Sandra Thompson in the Accounting Consulting Services team in the UK and Jessica Taurae in the ACS Central Team look at the impact of the proposals to change hedge accounting.
The rules on hedge accounting in IAS 39 have frustrated many preparers, as the requirements have not been well linked with common risk management practices. The detailed rules have at times made achieving hedge accounting impossible or very costly, even when the hedge has been an economically rational risk management strategy. Users have also found the current distinction between achieving hedge accounting or not, meaningless; they have often struggled to fully understand an entity’s risk management activities based on its application of the hedge accounting rules. The IASB is addressing several of these concerns in this third phase of its efforts to replace IAS 39 with IFRS 9.
Hedge effectiveness tests and eligibility for hedge accounting
The exposure draft (ED) proposes relaxing the requirements for hedge effectiveness assessment and, consequently, the eligibility for hedge accounting. Under IAS 39 today, the hedge must both be expected to be highly effective (a prospective test) and be demonstrated to have actually been highly effective (a retrospective test) with “highly effective” defined as a “bright line” quantitative test of 80% - 125%. The ED replaces this with a requirement for the hedge to be designated to be neutral and unbiased, and in a way that minimizes expected ineffectiveness. This could be demonstrated qualitatively or quantitatively, depending on the characteristics of the hedge. For example, a qualitative test might be sufficient in a simple hedge where all the critical terms match. Some type of quantitative analysis – such as that required under current rules – would need to be performed in highly complex hedging strategies. The 80% - 125% bright line rule would be removed; however, hedge ineffectiveness must still be measured and reported in profit or loss.

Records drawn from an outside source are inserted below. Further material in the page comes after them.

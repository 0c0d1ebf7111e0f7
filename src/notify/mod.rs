//! Fire-and-forget notifications.
//!
//! The engine pushes [`NotifyEvent`]s into a bounded channel with `try_send`
//! and never waits on delivery. A background task drains the channel, logs
//! every event and, when configured, POSTs it to a webhook.

use anyhow::{Context, Result};
use chrono::{DateTime, Utc};
use reqwest::Client;
use serde::Serialize;
use std::time::Duration;
use tokio::sync::mpsc;
use tokio::task::JoinHandle;
use tracing::{error, info, warn};

/// One option line of a new-match announcement.
#[derive(Debug, Clone, PartialEq, Serialize)]
pub struct OptionQuote {
    pub text: String,
    pub odds: f64,
}

/// Something worth telling the operator about.
#[derive(Debug, Clone, PartialEq, Serialize)]
#[serde(tag = "kind", rename_all = "snake_case")]
pub enum NotifyEvent {
    NewMatch {
        match_id: String,
        title: String,
        close_time: DateTime<Utc>,
        /// Board order
        options: Vec<OptionQuote>,
    },
    WagerPlaced {
        match_id: String,
        title: String,
        option_text: String,
        odds: f64,
        stake: f64,
        endpoint: String,
        rule: String,
    },
    WagerFailed {
        match_id: String,
        title: String,
        option_text: String,
        stake: f64,
        reason: String,
    },
    WagerSkipped {
        match_id: String,
        title: String,
        reason: String,
    },
    /// The board accepted a wager but the bet ledger could not store it.
    LedgerWriteFailed {
        match_id: String,
        option_id: String,
        title: String,
        stake: f64,
        reason: String,
    },
    MissedWindow {
        match_id: String,
        title: String,
        fire_at: DateTime<Utc>,
    },
    FeedUnavailable {
        reason: String,
    },
}

impl NotifyEvent {
    pub fn title(&self) -> &'static str {
        match self {
            NotifyEvent::NewMatch { .. } => "New match",
            NotifyEvent::WagerPlaced { .. } => "Wager placed",
            NotifyEvent::WagerFailed { .. } => "Wager failed",
            NotifyEvent::WagerSkipped { .. } => "Wager skipped",
            NotifyEvent::LedgerWriteFailed { .. } => "Bet ledger write failed",
            NotifyEvent::MissedWindow { .. } => "Missed wager window",
            NotifyEvent::FeedUnavailable { .. } => "Match feed unavailable",
        }
    }

    /// Human-readable body.
    pub fn text(&self) -> String {
        match self {
            NotifyEvent::NewMatch {
                title,
                close_time,
                options,
                ..
            } => {
                let mut text = format!(
                    "{} closes at {}",
                    title,
                    close_time.format("%Y-%m-%d %H:%M:%S UTC")
                );
                for o in options {
                    text.push_str(&format!("\n{} - {:.2}", o.text, o.odds));
                }
                text
            }
            NotifyEvent::WagerPlaced {
                title,
                option_text,
                odds,
                stake,
                endpoint,
                rule,
                ..
            } => format!(
                "{}: {:.2} on '{}' @ {:.2} via {} ({})",
                title, stake, option_text, odds, endpoint, rule
            ),
            NotifyEvent::WagerFailed {
                title,
                option_text,
                stake,
                reason,
                ..
            } => format!("{}: {:.2} on '{}' failed: {}", title, stake, option_text, reason),
            NotifyEvent::WagerSkipped { title, reason, .. } => format!("{}: {}", title, reason),
            NotifyEvent::LedgerWriteFailed {
                title,
                option_id,
                stake,
                reason,
                ..
            } => format!(
                "{}: {:.2} on option {} was PLACED but not recorded: {}",
                title, stake, option_id, reason
            ),
            NotifyEvent::MissedWindow { title, fire_at, .. } => format!(
                "{}: fire time {} already passed",
                title,
                fire_at.format("%H:%M:%S")
            ),
            NotifyEvent::FeedUnavailable { reason } => reason.clone(),
        }
    }
}

/// Cheap, cloneable sending side. A disabled notifier drops everything.
#[derive(Clone)]
pub struct Notifier {
    tx: Option<mpsc::Sender<NotifyEvent>>,
}

impl Notifier {
    pub fn new(capacity: usize) -> (Self, mpsc::Receiver<NotifyEvent>) {
        let (tx, rx) = mpsc::channel(capacity.max(1));
        (Notifier { tx: Some(tx) }, rx)
    }

    pub fn disabled() -> Self {
        Notifier { tx: None }
    }

    /// Queue an event without waiting. Failures are logged, never returned.
    pub fn notify(&self, event: NotifyEvent) {
        let Some(tx) = &self.tx else {
            return;
        };
        if let Err(e) = tx.try_send(event) {
            warn!("Notification DROPPED: {}", e);
        }
    }
}

/// Optional HTTP sink for notifications.
#[derive(Clone)]
pub struct WebhookSink {
    http: Client,
    url: String,
}

#[derive(Serialize)]
struct WebhookPayload<'a> {
    title: &'a str,
    text: String,
    event: &'a NotifyEvent,
}

impl WebhookSink {
    pub fn new(url: &str, timeout: Duration) -> Result<Self> {
        let http = Client::builder()
            .timeout(timeout)
            .build()
            .context("Failed to build webhook HTTP client")?;
        Ok(WebhookSink {
            http,
            url: url.to_string(),
        })
    }

    async fn deliver(&self, event: &NotifyEvent) -> Result<()> {
        let payload = WebhookPayload {
            title: event.title(),
            text: event.text(),
            event,
        };
        let resp = self
            .http
            .post(&self.url)
            .json(&payload)
            .send()
            .await
            .context("Webhook request failed")?;
        if !resp.status().is_success() {
            anyhow::bail!("Webhook returned {}", resp.status());
        }
        Ok(())
    }
}

/// Spawn the delivery task. It ends when every [`Notifier`] clone is dropped.
pub fn spawn_delivery(
    mut rx: mpsc::Receiver<NotifyEvent>,
    webhook: Option<WebhookSink>,
) -> JoinHandle<()> {
    tokio::spawn(async move {
        while let Some(event) = rx.recv().await {
            info!("[notify] {}: {}", event.title(), event.text());
            if let Some(sink) = &webhook {
                if let Err(e) = sink.deliver(&event).await {
                    error!("Notification delivery failed: {:#}", e);
                }
            }
        }
    })
}
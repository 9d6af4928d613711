//! # Customer-RS
//!
//! A small library for rendering customer records as locale-aware, human-readable
//! strings, driven by short format codes and pluggable format providers.
//!
//! ## Features
//!
//! - **Immutable Records**: `Customer` validates once at construction and never changes
//! - **Format Codes**: `N`, `P`, `R`, `NPR`/`G` select which fields to render
//! - **Pluggable Providers**: A provider can intercept rendering for the customer
//!   type and add composite codes (`NP`, `NR`) without touching the record itself
//! - **Locale-Aware Currency**: Revenue renders with the symbol and separators of
//!   the effective locale, always with two fraction digits
//! - **Ambient Locale**: A thread-local default locale with scoped overrides
//! - **Typed Errors**: Construction and rendering failures are explicit enums
//!
//! ## Quick Start
//!
//! ```rust,ignore
//! use customer::prelude::*;
//!
//! let customer = Customer::new(
//!     "Jeffrey Richter",
//!     "+1 (425) 555-0100",
//!     Decimal::from(1_000_000),
//! )?;
//!
//! // Ambient locale (en-US by default)
//! customer.render()?;
//! // "Name: Jeffrey Richter, Phone: +1 (425) 555-0100, Revenue: $1,000,000.00"
//!
//! // Explicit locale
//! customer.render_as_with("R", &Locale::EnGb)?;
//! // "Revenue: £1,000,000.00"
//!
//! // Composite codes via a provider
//! let provider = CustomerFormatProvider::with_parent(Locale::EnUs);
//! customer.render_as_with("NP", &provider)?;
//! // "Name: Jeffrey Richter, Phone: +1 (425) 555-0100"
//! ```

pub mod core;

/// Re-exports of commonly used types and traits
pub mod prelude {
    // === Core Types ===
    pub use crate::core::{
        customer::Customer,
        error::{CustomerError, CustomerResult, Error, FormatError},
        locale::{Locale, ScopedLocale, ambient_locale, set_ambient_locale},
        provider::{CustomFormatter, CustomerFormatProvider, FormatArg, Formattable, LocaleSource},
    };

    // === External dependencies ===
    pub use rust_decimal::Decimal;
}
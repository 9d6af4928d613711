//! Locale table and the ambient locale context
//!
//! Culture lookup is a fixed table: rendering needs a currency
//! symbol and two separators per locale, not a CLDR database. The ambient
//! locale is thread-local, so parallel tests and renders never observe each
//! other's overrides.

use std::cell::Cell;
use std::fmt;
use std::str::FromStr;

use rust_decimal::{Decimal, RoundingStrategy};
use serde::{Deserialize, Serialize};

use crate::core::error::FormatError;

/// Supported locales for customer rendering.
#[derive(Debug, Clone, Copy, PartialEq, Eq, Default, Hash, Serialize, Deserialize)]
pub enum Locale {
    #[default]
    EnUs,
    EnGb,
    DeDe,
    FrFr,
}

impl Locale {
    /// BCP-47 tag for this locale
    pub fn as_str(&self) -> &'static str {
        match self {
            Locale::EnUs => "en-US",
            Locale::EnGb => "en-GB",
            Locale::DeDe => "de-DE",
            Locale::FrFr => "fr-FR",
        }
    }

    /// ISO 4217 code of the locale's currency
    pub fn currency_code(&self) -> &'static str {
        match self {
            Locale::EnUs => "USD",
            Locale::EnGb => "GBP",
            Locale::DeDe | Locale::FrFr => "EUR",
        }
    }

    fn currency_symbol(&self) -> &'static str {
        match self {
            Locale::EnUs => "$",
            Locale::EnGb => "£",
            Locale::DeDe | Locale::FrFr => "€",
        }
    }

    fn group_separator(&self) -> char {
        match self {
            Locale::EnUs | Locale::EnGb => ',',
            Locale::DeDe => '.',
            Locale::FrFr => '\u{a0}',
        }
    }

    fn decimal_separator(&self) -> char {
        match self {
            Locale::EnUs | Locale::EnGb => '.',
            Locale::DeDe | Locale::FrFr => ',',
        }
    }

    /// Whether the currency symbol precedes the amount
    fn symbol_precedes(&self) -> bool {
        matches!(self, Locale::EnUs | Locale::EnGb)
    }

    /// Format a monetary amount in this locale.
    ///
    /// Always renders exactly two fraction digits, rounding half away from
    /// zero, with the locale's grouping and decimal separators and currency
    /// symbol.
    ///
    /// # Examples
    ///
    /// ```
    /// use customer::core::locale::Locale;
    /// use rust_decimal::Decimal;
    ///
    /// let amount = Decimal::from(1_000_000);
    /// assert_eq!(Locale::EnUs.format_currency(amount), "$1,000,000.00");
    /// assert_eq!(Locale::EnGb.format_currency(amount), "£1,000,000.00");
    /// assert_eq!(Locale::DeDe.format_currency(amount), "1.000.000,00 €");
    /// ```
    pub fn format_currency(&self, amount: Decimal) -> String {
        let rounded = amount.round_dp_with_strategy(2, RoundingStrategy::MidpointAwayFromZero);
        let digits = format!("{:.2}", rounded.abs());
        let (int_part, frac_part) = match digits.split_once('.') {
            Some((int_part, frac_part)) => (int_part, frac_part),
            None => (digits.as_str(), "00"),
        };

        let mut number = String::with_capacity(digits.len() + int_part.len() / 3 + 4);
        let count = int_part.chars().count();
        for (i, digit) in int_part.chars().enumerate() {
            if i > 0 && (count - i) % 3 == 0 {
                number.push(self.group_separator());
            }
            number.push(digit);
        }
        number.push(self.decimal_separator());
        number.push_str(frac_part);

        let sign = if rounded.is_sign_negative() && !rounded.is_zero() {
            "-"
        } else {
            ""
        };
        if self.symbol_precedes() {
            format!("{}{}{}", sign, self.currency_symbol(), number)
        } else {
            format!("{}{} {}", sign, number, self.currency_symbol())
        }
    }
}

impl fmt::Display for Locale {
    fn fmt(&self, f: &mut fmt::Formatter<'_>) -> fmt::Result {
        f.write_str(self.as_str())
    }
}

impl FromStr for Locale {
    type Err = FormatError;

    fn from_str(s: &str) -> Result<Self, Self::Err> {
        match s {
            "en-US" | "en" => Ok(Locale::EnUs),
            "en-GB" => Ok(Locale::EnGb),
            "de-DE" | "de" => Ok(Locale::DeDe),
            "fr-FR" | "fr" => Ok(Locale::FrFr),
            _ => Err(FormatError::UnknownLocale { tag: s.to_string() }),
        }
    }
}

// =============================================================================
// Ambient locale
// =============================================================================

thread_local! {
    static AMBIENT_LOCALE: Cell<Locale> = const { Cell::new(Locale::EnUs) };
}

/// The current thread's ambient locale.
///
/// Rendering reads this exactly once per call, so a render always observes a
/// single consistent locale even if another part of the thread changes it
/// between calls.
pub fn ambient_locale() -> Locale {
    AMBIENT_LOCALE.with(Cell::get)
}

/// Replace the current thread's ambient locale, returning the previous one.
pub fn set_ambient_locale(locale: Locale) -> Locale {
    AMBIENT_LOCALE.with(|cell| cell.replace(locale))
}

/// RAII override of the ambient locale.
///
/// Restores the previous ambient locale when dropped.
///
/// ```
/// use customer::core::locale::{Locale, ScopedLocale, ambient_locale};
///
/// {
///     let _guard = ScopedLocale::enter(Locale::EnGb);
///     assert_eq!(ambient_locale(), Locale::EnGb);
/// }
/// assert_eq!(ambient_locale(), Locale::EnUs);
/// ```
#[derive(Debug)]
pub struct ScopedLocale {
    previous: Locale,
}

impl ScopedLocale {
    pub fn enter(locale: Locale) -> Self {
        Self {
            previous: set_ambient_locale(locale),
        }
    }
}

impl Drop for ScopedLocale {
    fn drop(&mut self) {
        set_ambient_locale(self.previous);
    }
}

// =============================================================================
// Tests
// =============================================================================
//! Tests for the customer format provider and the delegation protocol
//!
//! These tests verify that:
//! - The capability query answers for the customer type and defers otherwise
//! - Composite codes work only through a provider
//! - Unknown codes fall back to the customer's own dispatch unchanged
//! - A provider is shareable across threads

use std::any::TypeId;
use std::sync::Arc;
use std::thread;

use customer::prelude::*;

fn richter() -> Customer {
    Customer::new(
        "Jeffrey Richter",
        "+1 (425) 555-0100",
        Decimal::from(1_000_000),
    )
    .expect("valid customer")
}

// =============================================================================
// Capability Query Tests
// =============================================================================

mod capability_tests {
    use super::*;

    #[test]
    fn test_provider_supplies_a_renderer_for_customers() {
        let provider = CustomerFormatProvider::with_parent(Locale::EnUs);
        assert!(provider.formatter_for(TypeId::of::<Customer>()).is_some());
    }

    #[test]
    fn test_provider_defers_other_types_to_its_parent() {
        let provider = CustomerFormatProvider::with_parent(Locale::EnUs);
        assert!(provider.formatter_for(TypeId::of::<u32>()).is_none());
    }

    #[test]
    fn test_plain_locale_never_supplies_a_renderer() {
        assert!(
            Locale::EnUs
                .formatter_for(TypeId::of::<Customer>())
                .is_none()
        );
    }
}

// =============================================================================
// Composite Code Tests
// =============================================================================

mod composite_tests {
    use super::*;

    #[test]
    fn test_np_through_provider_succeeds() {
        let customer = richter();
        let provider = CustomerFormatProvider::with_parent(Locale::EnUs);
        assert_eq!(
            customer.render_as_with("NP", &provider).expect("NP"),
            "Name: Jeffrey Richter, Phone: +1 (425) 555-0100"
        );
    }

    #[test]
    fn test_nr_through_provider_follows_the_locale() {
        let customer = richter();

        let us = CustomerFormatProvider::with_parent(Locale::EnUs);
        assert_eq!(
            customer.render_as_with("NR", &us).expect("NR"),
            "Name: Jeffrey Richter, Revenue: $1,000,000.00"
        );

        let uk = CustomerFormatProvider::with_parent(Locale::EnGb);
        assert_eq!(
            customer.render_as_with("NR", &uk).expect("NR"),
            "Name: Jeffrey Richter, Revenue: £1,000,000.00"
        );
    }

    #[test]
    fn test_composite_codes_are_case_insensitive() {
        let customer = richter();
        let provider = CustomerFormatProvider::with_parent(Locale::EnUs);
        assert_eq!(
            customer.render_as_with("np", &provider).expect("np"),
            customer.render_as_with("NP", &provider).expect("NP")
        );
    }
}

// =============================================================================
// Fallback Tests
// =============================================================================

mod fallback_tests {
    use super::*;

    #[test]
    fn test_entity_codes_render_identically_with_and_without_provider() {
        let customer = richter();
        let provider = CustomerFormatProvider::with_parent(Locale::EnUs);

        for code in ["N", "P", "R", "G", "NPR", ""] {
            let direct = customer.render_as(code).expect("supported code");
            let through_provider = customer
                .render_as_with(code, &provider)
                .expect("supported code");
            assert_eq!(direct, through_provider, "code {:?} diverged", code);
        }
    }

    #[test]
    fn test_unsupported_code_fails_identically_through_both_paths() {
        let customer = richter();
        let provider = CustomerFormatProvider::with_parent(Locale::EnUs);

        let direct = customer.render_as("XYZ").unwrap_err();
        let through_provider = customer.render_as_with("XYZ", &provider).unwrap_err();
        assert_eq!(direct.to_string(), through_provider.to_string());
    }

    #[test]
    fn test_general_format_through_provider() {
        let customer = richter();
        let provider = CustomerFormatProvider::with_parent(Locale::EnUs);
        assert_eq!(
            customer.render_with(&provider).expect("general"),
            "Name: Jeffrey Richter, Phone: +1 (425) 555-0100, Revenue: $1,000,000.00"
        );
    }
}

// =============================================================================
// Construction Tests
// =============================================================================

mod construction_tests {
    use super::*;

    #[test]
    fn test_default_provider_captures_the_ambient_locale_at_construction() {
        let customer = richter();

        let provider = {
            let _guard = ScopedLocale::enter(Locale::EnGb);
            CustomerFormatProvider::new()
        };

        // The guard is gone, yet the provider keeps the locale it saw when built
        assert_eq!(
            customer.render_as_with("NR", &provider).expect("NR"),
            "Name: Jeffrey Richter, Revenue: £1,000,000.00"
        );
    }

    #[test]
    fn test_provider_can_wrap_another_provider() {
        let customer = richter();
        let inner = CustomerFormatProvider::with_parent(Locale::EnGb);
        let outer = CustomerFormatProvider::with_parent(inner);
        assert_eq!(
            customer.render_as_with("NR", &outer).expect("NR"),
            "Name: Jeffrey Richter, Revenue: £1,000,000.00"
        );
    }
}

// =============================================================================
// Concurrency Tests
// =============================================================================

mod concurrency_tests {
    use super::*;

    #[test]
    fn test_one_provider_shared_across_threads() {
        let provider = Arc::new(CustomerFormatProvider::with_parent(Locale::EnUs));
        let customer = Arc::new(richter());

        let handles: Vec<_> = (0..8)
            .map(|_| {
                let provider = Arc::clone(&provider);
                let customer = Arc::clone(&customer);
                thread::spawn(move || {
                    customer
                        .render_as_with("NP", provider.as_ref())
                        .expect("NP")
                })
            })
            .collect();

        for handle in handles {
            let text = handle.join().expect("render thread");
            assert_eq!(text, "Name: Jeffrey Richter, Phone: +1 (425) 555-0100");
        }
    }

    #[test]
    fn test_ambient_locale_is_per_thread() {
        let customer = richter();
        let _guard = ScopedLocale::enter(Locale::EnGb);

        // A fresh thread still sees the default ambient locale
        let customer_for_thread = customer.clone();
        let from_thread = thread::spawn(move || {
            customer_for_thread.render_as("R").expect("revenue")
        })
        .join()
        .expect("render thread");

        assert_eq!(from_thread, "Revenue: $1,000,000.00");
        assert_eq!(
            customer.render_as("R").expect("revenue"),
            "Revenue: £1,000,000.00"
        );
    }
}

A number of changes are proposed to the rules for determining what can be designated as a hedged item. The proposed changes primarily remove restrictions that, today, prevent some economically rational hedging strategies from qualifying for hedge accounting. For example, the ED proposes that risk components can be designated for non-financial hedged items, provided that the risk component is separately identifiable and measurable. This is good news for entities that hedge non-financial items for a commodity price risk that is only a component of the overall price risk of the item, as it is likely to result in more hedges of such items qualifying for hedge accounting.
The ED would also make the hedging of groups of items more flexible; although, it does not cover macro hedging – this will be the subject of a separate ED in 2011. Treasury management teams commonly group similar risk exposures and hedge only the net position (for example, the net of forecast purchases and sales in a foreign currency). Such a net position cannot be designated as the hedged item under IAS 39 today. The ED proposes that this be permitted if it is consistent with an entity’s risk management strategy. However, if the hedged net positions consist of forecasted transactions, all hedged transactions have to relate to the same period.
The ED relaxes the rules on using purchased options and non-derivative financial instruments as hedging instruments. For example, under the current hedging rules, the time value of purchased options is recognized on a mark-to-market basis in net income, which can create significant volatility in profit or loss. In contrast, the ED views a purchased option as similar to an insurance contract, such that the initial time value (that is, the premium generally paid) will be recognized in profit or loss – either over the period of the hedge if the hedge is time related, or when the hedged transaction affects profit or loss if the hedge is transaction related. Any changes in the option’s fair value associated with time value will only be recognized in other comprehensive income (OCI). This should result in less volatility in profit or loss for these types of hedges.
Presentation and disclosure
The ED changes the presentation of fair value hedge accounting. The hedged item will no longer be adjusted for changes in fair value attributable to the hedged risk. Instead, those fair value changes will be presented as a separate line item in the balance sheet. The changes of the fair value of the hedging instruments will be presented in OCI on a gross basis. Any ineffectiveness is then reported in profit or loss. All hedge accounting results are then reflected in the same statement (OCI). The new presentation disclosure requirements are designed to give the user of the financial statements better information about how the entity’s risk management activities relate to its use of hedge accounting and hedge effectiveness.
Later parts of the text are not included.